“Un hombre lleno de cálida benevolencia desearía que su sociedad esté constituida de forma distinta de como la encontró. Pero un buen patriota, un verdadero político, siempre considera cómo puede hacer lo mejor posible para su país con lo que hay. Una disposición a preservar, y una habilidad para mejorar, tomadas juntas, serían mi estándar de estadista. Todo lo demás es vulgar en la concepción y peligroso en la ejecución”.
Esta reflexión es de Edmund Burke, político y filósofo nacido en Dublín en el siglo XVIII, considerado el padre de ese aparente oxímoron llamado liberalismo conservador británico. Si bien escribió esto en el marco de la Revolución Francesa, cada una de sus líneas merece ser interpretada también bajo la lupa de la coyuntura política peruana actual.
La primera frase, sobre la “cálida benevolencia” y las buenas intenciones, aplica para los políticos y para los ciudadanos en general –y, de hecho, quizá más para los segundos que para los primeros–. Aunque las propuestas de algún candidato puedan ser profundamente equivocadas y dañinas, la gran mayoría de los votantes de un lado y de otro aspira, simplemente, a una sociedad mejor. En medio de la polarización, conviene recordar que ningún grupo humano tiene aquí el monopolio de las buenas intenciones.
Pero la segunda frase es la que nos saca de la esfera de las intenciones y nos devuelve al mundo de lo posible. El Perú que recibirá el siguiente gobernante es un país con millones de familias en condiciones más vulnerables que hace dos años, con una caja fiscal golpeada, con una pandemia que no termina de ceder, y con un Congreso partido. Esas limitaciones no van a desaparecer el 28 de julio, aunque más de una promesa pareciera ignorarlas. El “verdadero político” trabaja con lo que hay.
La tercera línea es la más interesante. En una campaña que maniqueamente se ha configurado como una elección entre una suerte de continuismo total o una ruptura radical con el sistema, la recomendación de preservar lo que sí ha servido y reformar lo que haga falta es el consejo más obvio y también más ignorado. Todos los indicadores de desarrollo económico y social han mejorado en los últimos 25 años: pobreza, desigualdad, libertad, educación, empleo, y un etcétera contundente. Muchos mejoraron a un ritmo sorprendente durante varios años. Pero no fue suficiente: se pudo y se debió hacer más. Los principales reclamos de la ciudadanía –absolutamente legítimos–, pasan principalmente por aquellas responsabilidades que el Estado no ejecutó a pesar de tener los recursos para hacerlo. La tarea del estadista, diría Burke, pasa por diferenciar lo que sirvió y hay que preservar de lo que se necesita mejorar.
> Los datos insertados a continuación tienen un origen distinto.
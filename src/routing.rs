use crate::error::RouteError;
use crate::graph::RoutingGraph;
use crate::lot::ParkingLots;
use crate::{ArcId, EdgeId, LotId, NodeId, VertexId};
use itertools::Itertools;
use pathfinding::directed::dijkstra::{build_path, dijkstra_all};
use std::collections::HashMap;

/// Search costs are integral; weights are converted at this many units per second.
const COST_RESOLUTION: f64 = 1000.0;

/// One end of a routing query.
#[derive(Clone, Copy, Debug, PartialEq, Eq, Hash)]
pub enum Waypoint {
    /// A parking lot, routed from its origin vertex or to its destination vertex.
    Lot(LotId),
    /// A graph vertex.
    Vertex(VertexId),
}

impl From<LotId> for Waypoint {
    fn from(id: LotId) -> Self {
        Waypoint::Lot(id)
    }
}

impl From<VertexId> for Waypoint {
    fn from(id: VertexId) -> Self {
        Waypoint::Vertex(id)
    }
}

/// A shortest path through the network.
#[derive(Clone, Debug, PartialEq)]
pub struct Route {
    /// The network nodes visited, with consecutive repeats collapsed.
    pub nodes: Vec<NodeId>,
    /// Every edge traversed, in order.
    pub edges: Vec<EdgeId>,
    /// The sum of the traversed edges' weights in s.
    pub travel_time: f64,
}

/// The result for one origin/destination pair of a batched query.
#[derive(Clone, Debug, PartialEq)]
pub struct RouteOutcome {
    pub origin: Waypoint,
    pub destination: Waypoint,
    pub result: Result<Route, RouteError>,
}

/// Answers shortest path queries over the current weights of a [RoutingGraph].
pub struct RoutingEngine<'a> {
    graph: &'a RoutingGraph,
    lots: Option<&'a ParkingLots>,
}

/// A search state: the vertex reached and the arc used to reach it.
/// Keeping the arc apart lets parallel edges between two vertices stay distinct.
#[derive(Clone, Copy, Debug, PartialEq, Eq, PartialOrd, Ord, Hash)]
struct State {
    vertex: VertexId,
    via: Option<ArcId>,
}

/// All shortest paths from one origin vertex.
///
/// Where several states reach a vertex at the same cost, the least state wins, so a
/// route depends only on the graph and its weights.
struct SearchTree {
    origin: VertexId,
    parents: HashMap<State, (State, u64)>,
    /// The cheapest state reaching each vertex.
    best: HashMap<VertexId, (u64, State)>,
}

impl<'a> RoutingEngine<'a> {
    /// Creates an engine over the given graph.
    pub fn new(graph: &'a RoutingGraph) -> Self {
        Self { graph, lots: None }
    }

    /// Allows parking lots to be used as waypoints.
    pub fn with_lots(mut self, lots: &'a ParkingLots) -> Self {
        self.lots = Some(lots);
        self
    }

    /// Finds the shortest route between a single origin and destination.
    ///
    /// Gives the same route as [route](Self::route) does for the same pair, ties included.
    pub fn route_one(
        &self,
        origin: impl Into<Waypoint>,
        destination: impl Into<Waypoint>,
    ) -> Result<Route, RouteError> {
        let src = self.origin_vertex(origin.into())?;
        let dst = self.destination_vertex(destination.into())?;
        SearchTree::grow(self, src)
            .path_to(dst)
            .map(|states| self.make_route(&states))
            .ok_or(RouteError::NoPathFound)
    }

    /// Finds the shortest route for every pair of origin and destination.
    ///
    /// Outcomes are ordered by origin, then destination. A failed pair does not
    /// affect the others.
    pub fn route(&self, origins: &[Waypoint], destinations: &[Waypoint]) -> Vec<RouteOutcome> {
        let dsts = destinations
            .iter()
            .map(|dst| self.destination_vertex(*dst))
            .collect::<Vec<_>>();
        let mut trees: HashMap<VertexId, SearchTree> = HashMap::new();
        let mut outcomes = Vec::with_capacity(origins.len() * destinations.len());

        for origin in origins {
            let src = self.origin_vertex(*origin);
            if let Ok(src) = src {
                trees
                    .entry(src)
                    .or_insert_with(|| SearchTree::grow(self, src));
            }
            for (destination, dst) in destinations.iter().zip(&dsts) {
                let result = match (&src, dst) {
                    (Err(err), _) | (_, Err(err)) => Err(err.clone()),
                    (Ok(src), Ok(dst)) => trees[src]
                        .path_to(*dst)
                        .map(|states| self.make_route(&states))
                        .ok_or(RouteError::NoPathFound),
                };
                outcomes.push(RouteOutcome {
                    origin: *origin,
                    destination: *destination,
                    result,
                });
            }
        }

        let failed = outcomes.iter().filter(|o| o.result.is_err()).count();
        if failed > 0 {
            log::debug!("{} of {} route queries failed", failed, outcomes.len());
        }
        outcomes
    }

    fn origin_vertex(&self, waypoint: Waypoint) -> Result<VertexId, RouteError> {
        match waypoint {
            Waypoint::Vertex(id) => self.check_vertex(id),
            Waypoint::Lot(id) => self
                .lots
                .and_then(|lots| lots.get(id))
                .ok_or(RouteError::UnknownLot(id))?
                .origin()
                .map(|endpoint| endpoint.vertex)
                .ok_or(RouteError::UnresolvedLot {
                    lot: id,
                    role: "origin",
                }),
        }
    }

    fn destination_vertex(&self, waypoint: Waypoint) -> Result<VertexId, RouteError> {
        match waypoint {
            Waypoint::Vertex(id) => self.check_vertex(id),
            Waypoint::Lot(id) => self
                .lots
                .and_then(|lots| lots.get(id))
                .ok_or(RouteError::UnknownLot(id))?
                .destination()
                .map(|endpoint| endpoint.vertex)
                .ok_or(RouteError::UnresolvedLot {
                    lot: id,
                    role: "destination",
                }),
        }
    }

    fn check_vertex(&self, id: VertexId) -> Result<VertexId, RouteError> {
        self.graph
            .vertex(id)
            .map(|_| id)
            .ok_or(RouteError::UnknownVertex)
    }

    /// The states reachable from `state` by one permitted movement.
    fn successors(&self, state: State) -> impl Iterator<Item = (State, u64)> + '_ {
        let from = state.via.map(|id| self.graph.arc(id));
        self.graph
            .arcs_out(state.vertex)
            .iter()
            .map(move |id| (*id, self.graph.arc(*id)))
            .filter(move |(_, arc)| from.map_or(true, |from| from.permits(arc)))
            .map(|(id, arc)| {
                let next = State {
                    vertex: arc.head,
                    via: Some(id),
                };
                (next, arc_cost(arc.weight))
            })
    }

    fn make_route(&self, states: &[State]) -> Route {
        let nodes = states
            .iter()
            .filter_map(|state| self.graph.vertex(state.vertex))
            .map(|vertex| vertex.node())
            .dedup()
            .collect();
        let arcs = states.iter().filter_map(|state| state.via);
        let (edges, travel_time) = arcs.fold((vec![], 0.0), |(mut edges, time), id| {
            let arc = self.graph.arc(id);
            edges.push(arc.edge);
            (edges, time + arc.weight)
        });
        Route {
            nodes,
            edges,
            travel_time,
        }
    }
}

impl State {
    fn start(vertex: VertexId) -> Self {
        Self { vertex, via: None }
    }
}

impl SearchTree {
    fn grow(engine: &RoutingEngine, origin: VertexId) -> Self {
        let parents = dijkstra_all(&State::start(origin), |state| engine.successors(*state));
        let mut best: HashMap<VertexId, (u64, State)> = HashMap::new();
        for (state, (_, cost)) in &parents {
            let candidate = (*cost, *state);
            best.entry(state.vertex)
                .and_modify(|current| *current = std::cmp::min(*current, candidate))
                .or_insert(candidate);
        }
        Self {
            origin,
            parents,
            best,
        }
    }

    fn path_to(&self, dst: VertexId) -> Option<Vec<State>> {
        if dst == self.origin {
            return Some(vec![State::start(dst)]);
        }
        let (_, target) = self.best.get(&dst)?;
        Some(build_path(target, &self.parents))
    }
}

fn arc_cost(weight: f64) -> u64 {
    (weight.max(0.0) * COST_RESOLUTION).round() as u64
}
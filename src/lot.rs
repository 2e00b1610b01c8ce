//! Resolution of parking lots (zone connectors) to graph vertices.

use crate::error::ResolveError;
use crate::graph::RoutingGraph;
use crate::{EdgeId, LotId, NodeId, VertexId, ZoneId};
use std::collections::{BTreeMap, BTreeSet};

/// A parking lot as reported by the network source.
#[derive(Clone, Copy, Debug, PartialEq, Eq)]
#[cfg_attr(feature = "serde", derive(serde::Serialize, serde::Deserialize))]
pub struct LotRecord {
    /// The lot ID.
    pub id: LotId,
    /// The zone the lot connects to.
    pub zone: ZoneId,
    /// Whether the lot can act as an origin or destination (a zone connector).
    #[cfg_attr(feature = "serde", serde(default = "eligible_default"))]
    pub eligible: bool,
}

#[cfg(feature = "serde")]
fn eligible_default() -> bool {
    true
}

/// A representative path between two parking lots, used only to locate their vertices.
#[derive(Clone, Debug, PartialEq, Eq)]
#[cfg_attr(feature = "serde", derive(serde::Serialize, serde::Deserialize))]
pub struct SamplePath {
    /// The lot the path starts at.
    pub from_lot: LotId,
    /// The lot the path ends at.
    pub to_lot: LotId,
    /// The edges traversed, in order.
    pub edges: Vec<EdgeId>,
}

/// How a parking lot was resolved.
#[derive(Clone, Copy, Debug, PartialEq, Eq)]
pub enum LotRole {
    /// No sample path references the lot.
    Unresolved,
    /// Vehicles can leave from the lot.
    Origin,
    /// Vehicles can arrive at the lot.
    Destination,
    /// Vehicles can both leave from and arrive at the lot.
    Both,
}

/// A resolved lot endpoint.
#[derive(Clone, Copy, Debug, PartialEq, Eq)]
pub struct LotEndpoint {
    /// The graph vertex.
    pub vertex: VertexId,
    /// The network node.
    pub node: NodeId,
}

/// A parking lot together with the vertices it was resolved to.
#[derive(Clone, Debug, PartialEq, Eq)]
pub struct ParkingLot {
    id: LotId,
    zone: ZoneId,
    origin: Option<LotEndpoint>,
    destination: Option<LotEndpoint>,
}

impl ParkingLot {
    fn new(record: &LotRecord) -> Self {
        Self {
            id: record.id,
            zone: record.zone,
            origin: None,
            destination: None,
        }
    }

    /// Gets the lot ID.
    pub fn id(&self) -> LotId {
        self.id
    }

    /// Gets the zone the lot connects to.
    pub fn zone(&self) -> ZoneId {
        self.zone
    }

    /// The role the lot was resolved to.
    pub fn role(&self) -> LotRole {
        match (self.origin.is_some(), self.destination.is_some()) {
            (false, false) => LotRole::Unresolved,
            (true, false) => LotRole::Origin,
            (false, true) => LotRole::Destination,
            (true, true) => LotRole::Both,
        }
    }

    /// The endpoint used when leaving the lot.
    pub fn origin(&self) -> Option<LotEndpoint> {
        self.origin
    }

    /// The endpoint used when arriving at the lot.
    pub fn destination(&self) -> Option<LotEndpoint> {
        self.destination
    }
}

/// The parking lots of a network, keyed by ID.
#[derive(Clone, Debug, Default)]
pub struct ParkingLots {
    lots: BTreeMap<LotId, ParkingLot>,
}

impl ParkingLots {
    /// Resolves lots to vertices by tracing sample paths through the graph.
    ///
    /// A lot's origin vertex is the origin vertex of the first edge of the first path
    /// leaving it; its destination vertex is the destination vertex of the last edge of the
    /// first path arriving at it. Ineligible lots are left out; lots that no path
    /// references stay unresolved.
    pub fn resolve<'a>(
        records: impl IntoIterator<Item = &'a LotRecord>,
        paths: impl IntoIterator<Item = &'a SamplePath>,
        graph: &RoutingGraph,
    ) -> Result<Self, ResolveError> {
        let mut lots = records
            .into_iter()
            .filter(|record| record.eligible)
            .map(|record| (record.id, ParkingLot::new(record)))
            .collect::<BTreeMap<_, _>>();

        let mut traced_from = BTreeSet::new();
        let mut traced_to = BTreeSet::new();

        for path in paths {
            let (first, last) = match (path.edges.first(), path.edges.last()) {
                (Some(first), Some(last)) => (*first, *last),
                _ => {
                    log::warn!(
                        "skipping empty sample path from lot {} to lot {}",
                        path.from_lot,
                        path.to_lot
                    );
                    continue;
                }
            };
            if traced_from.insert(path.from_lot) {
                let endpoint = trace(graph, path, first, TraceEnd::Start)?;
                match lots.get_mut(&path.from_lot) {
                    Some(lot) => lot.origin = Some(endpoint),
                    None => log::debug!("sample path leaves untracked lot {}", path.from_lot),
                }
            }
            if traced_to.insert(path.to_lot) {
                let endpoint = trace(graph, path, last, TraceEnd::End)?;
                match lots.get_mut(&path.to_lot) {
                    Some(lot) => lot.destination = Some(endpoint),
                    None => log::debug!("sample path enters untracked lot {}", path.to_lot),
                }
            }
        }

        let resolved = lots
            .values()
            .filter(|lot| lot.role() != LotRole::Unresolved)
            .count();
        log::debug!("resolved {} of {} parking lots", resolved, lots.len());
        Ok(Self { lots })
    }

    /// Gets a lot by ID.
    pub fn get(&self, id: LotId) -> Option<&ParkingLot> {
        self.lots.get(&id)
    }

    /// Returns an iterator over the lots in ascending ID order.
    pub fn iter(&self) -> impl Iterator<Item = &ParkingLot> {
        self.lots.values()
    }

    /// Returns the IDs of the lots vehicles can leave from.
    pub fn origins(&self) -> impl Iterator<Item = LotId> + '_ {
        self.iter().filter(|lot| lot.origin.is_some()).map(|lot| lot.id)
    }

    /// Returns the IDs of the lots vehicles can arrive at.
    pub fn destinations(&self) -> impl Iterator<Item = LotId> + '_ {
        self.iter()
            .filter(|lot| lot.destination.is_some())
            .map(|lot| lot.id)
    }

    /// The number of lots.
    pub fn len(&self) -> usize {
        self.lots.len()
    }

    /// Whether there are no lots.
    pub fn is_empty(&self) -> bool {
        self.lots.is_empty()
    }
}

#[derive(Clone, Copy)]
enum TraceEnd {
    Start,
    End,
}

fn trace(
    graph: &RoutingGraph,
    path: &SamplePath,
    edge: EdgeId,
    end: TraceEnd,
) -> Result<LotEndpoint, ResolveError> {
    let vertex = match end {
        TraceEnd::Start => graph.origin_vertex(edge),
        TraceEnd::End => graph.destination_vertex(edge),
    };
    let vertex = vertex.ok_or(ResolveError::UnknownPathEdge {
        from_lot: path.from_lot,
        to_lot: path.to_lot,
        edge,
    })?;
    let node = graph
        .vertex(vertex)
        .map(|v| v.node())
        .ok_or(ResolveError::UnknownPathEdge {
            from_lot: path.from_lot,
            to_lot: path.to_lot,
            edge,
        })?;
    Ok(LotEndpoint { vertex, node })
}
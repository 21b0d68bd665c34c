use std::fmt;
use std::str::FromStr;

use chrono::{DateTime, Utc};
use indexmap::IndexMap;
use serde::{Deserialize, Serialize};
use uuid::Uuid;

/// Closed set of task kinds. The kind selects which step configuration
/// applies unless the task carries an explicit `config_name` override.
#[derive(Debug, Clone, Copy, PartialEq, Eq, Hash, Serialize, Deserialize)]
#[serde(rename_all = "lowercase")]
pub enum TaskType {
    Search,
    Process,
    Create,
    Code,
    Chain,
    Custom,
}

impl TaskType {
    pub fn as_str(&self) -> &'static str {
        match self {
            Self::Search => "search",
            Self::Process => "process",
            Self::Create => "create",
            Self::Code => "code",
            Self::Chain => "chain",
            Self::Custom => "custom",
        }
    }

    /// Name of the step-config list this task type loads by default.
    pub fn default_config_name(&self) -> String {
        format!("{}_tasks", self.as_str())
    }
}

impl FromStr for TaskType {
    type Err = String;

    fn from_str(s: &str) -> Result<Self, Self::Err> {
        match s {
            "search" => Ok(Self::Search),
            "process" => Ok(Self::Process),
            "create" => Ok(Self::Create),
            "code" => Ok(Self::Code),
            "chain" => Ok(Self::Chain),
            "custom" => Ok(Self::Custom),
            other => Err(format!("unknown task type '{other}'")),
        }
    }
}

impl fmt::Display for TaskType {
    fn fmt(&self, f: &mut fmt::Formatter<'_>) -> fmt::Result {
        f.write_str(self.as_str())
    }
}

/// Lifecycle state. Transitions only through the executor's state
/// machine: Pending -> Processing -> {Completed | Failed | Retrying},
/// Retrying -> Pending until retries are exhausted.
#[derive(Debug, Clone, Copy, PartialEq, Eq, Serialize, Deserialize)]
#[serde(rename_all = "lowercase")]
pub enum TaskStatus {
    Pending,
    Processing,
    Completed,
    Failed,
    Retrying,
}

impl TaskStatus {
    pub fn as_str(&self) -> &'static str {
        match self {
            Self::Pending => "pending",
            Self::Processing => "processing",
            Self::Completed => "completed",
            Self::Failed => "failed",
            Self::Retrying => "retrying",
        }
    }

    /// Completed and Failed are terminal for a given run.
    pub fn is_terminal(&self) -> bool {
        matches!(self, Self::Completed | Self::Failed)
    }
}

impl FromStr for TaskStatus {
    type Err = String;

    fn from_str(s: &str) -> Result<Self, Self::Err> {
        match s {
            "pending" => Ok(Self::Pending),
            "processing" => Ok(Self::Processing),
            "completed" => Ok(Self::Completed),
            "failed" => Ok(Self::Failed),
            "retrying" => Ok(Self::Retrying),
            other => Err(format!("unknown task status '{other}'")),
        }
    }
}

impl fmt::Display for TaskStatus {
    fn fmt(&self, f: &mut fmt::Formatter<'_>) -> fmt::Result {
        f.write_str(self.as_str())
    }
}

/// One unit of work tracked through the pipeline.
///
/// `results` is insertion-ordered: its keys are exactly the names of
/// the steps that have completed so far, in execution order.
#[derive(Debug, Clone, Serialize, Deserialize)]
#[serde(rename_all = "snake_case")]
pub struct Task {
    pub id: String,
    #[serde(rename = "type")]
    pub task_type: TaskType,
    pub content: String,
    pub config_name: String,
    pub status: TaskStatus,
    #[serde(default)]
    pub results: IndexMap<String, serde_json::Value>,
    #[serde(default)]
    pub metadata: IndexMap<String, serde_json::Value>,
    #[serde(default)]
    pub error: Option<String>,
    #[serde(default)]
    pub retry_count: u32,
    pub created_at: DateTime<Utc>,
    pub updated_at: DateTime<Utc>,
    /// Wall-clock seconds consumed by the most recent completed run.
    #[serde(default)]
    pub processing_time: f64,
}

impl Task {
    pub fn new(
        task_type: TaskType,
        content: impl Into<String>,
        metadata: IndexMap<String, serde_json::Value>,
    ) -> Self {
        let now = Utc::now();
        Self {
            id: format!("{}_{}", task_type.as_str(), Uuid::new_v4().simple()),
            task_type,
            content: content.into(),
            config_name: task_type.default_config_name(),
            status: TaskStatus::Pending,
            results: IndexMap::new(),
            metadata,
            error: None,
            retry_count: 0,
            created_at: now,
            updated_at: now,
            processing_time: 0.0,
        }
    }

    pub fn with_config_name(mut self, config_name: impl Into<String>) -> Self {
        self.config_name = config_name.into();
        self
    }

    /// Refresh `updated_at`; called on every mutation.
    pub fn touch(&mut self) {
        self.updated_at = Utc::now();
    }
}

#[cfg(test)]
mod tests {
    use super::*;

    #[test]
    fn task_type_round_trips_through_str() {
        for t in [
            TaskType::Search,
            TaskType::Process,
            TaskType::Create,
            TaskType::Code,
            TaskType::Chain,
            TaskType::Custom,
        ] {
            assert_eq!(t.as_str().parse::<TaskType>().unwrap(), t);
        }
        assert!("workflow".parse::<TaskType>().is_err());
    }

    #[test]
    fn status_terminality() {
        assert!(TaskStatus::Completed.is_terminal());
        assert!(TaskStatus::Failed.is_terminal());
        assert!(!TaskStatus::Pending.is_terminal());
        assert!(!TaskStatus::Retrying.is_terminal());
        assert!(!TaskStatus::Processing.is_terminal());
    }

    #[test]
    fn new_task_defaults() {
        let task = Task::new(TaskType::Process, "improve this", IndexMap::new());
        assert!(task.id.starts_with("process_"));
        assert_eq!(task.status, TaskStatus::Pending);
        assert_eq!(task.config_name, "process_tasks");
        assert!(task.results.is_empty());
        assert_eq!(task.retry_count, 0);
        assert!(task.error.is_none());
    }

    #[test]
    fn ids_are_unique() {
        let a = Task::new(TaskType::Custom, "a", IndexMap::new());
        let b = Task::new(TaskType::Custom, "a", IndexMap::new());
        assert_ne!(a.id, b.id);
    }
}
La advertencia final del texto tampoco pasa desapercibida para la coyuntura. Diagnósticos equivocados, que niegan la evidencia presente o pasada, inevitablemente derivan en pésimas recetas que sumen a los países, en el mejor de los casos, en el marasmo económico y, en el peor, en la pobreza.
“La gente no tiene interés en el desorden”, escribía Burke en otro tratado. “Cuando se equivocan, es su error, no su crimen. Pero con el gobierno es muy diferente. El gobierno puede actuar mal por diseño, además de por error”. Los errores de un próximo presidente –sabemos– serán inevitables, pero sí deberíamos aspirar a que, para reducir los yerros estructurales o de diseño, se cumpla por lo menos el estándar de Burke: una disposición a preservar, y una habilidad para mejorar.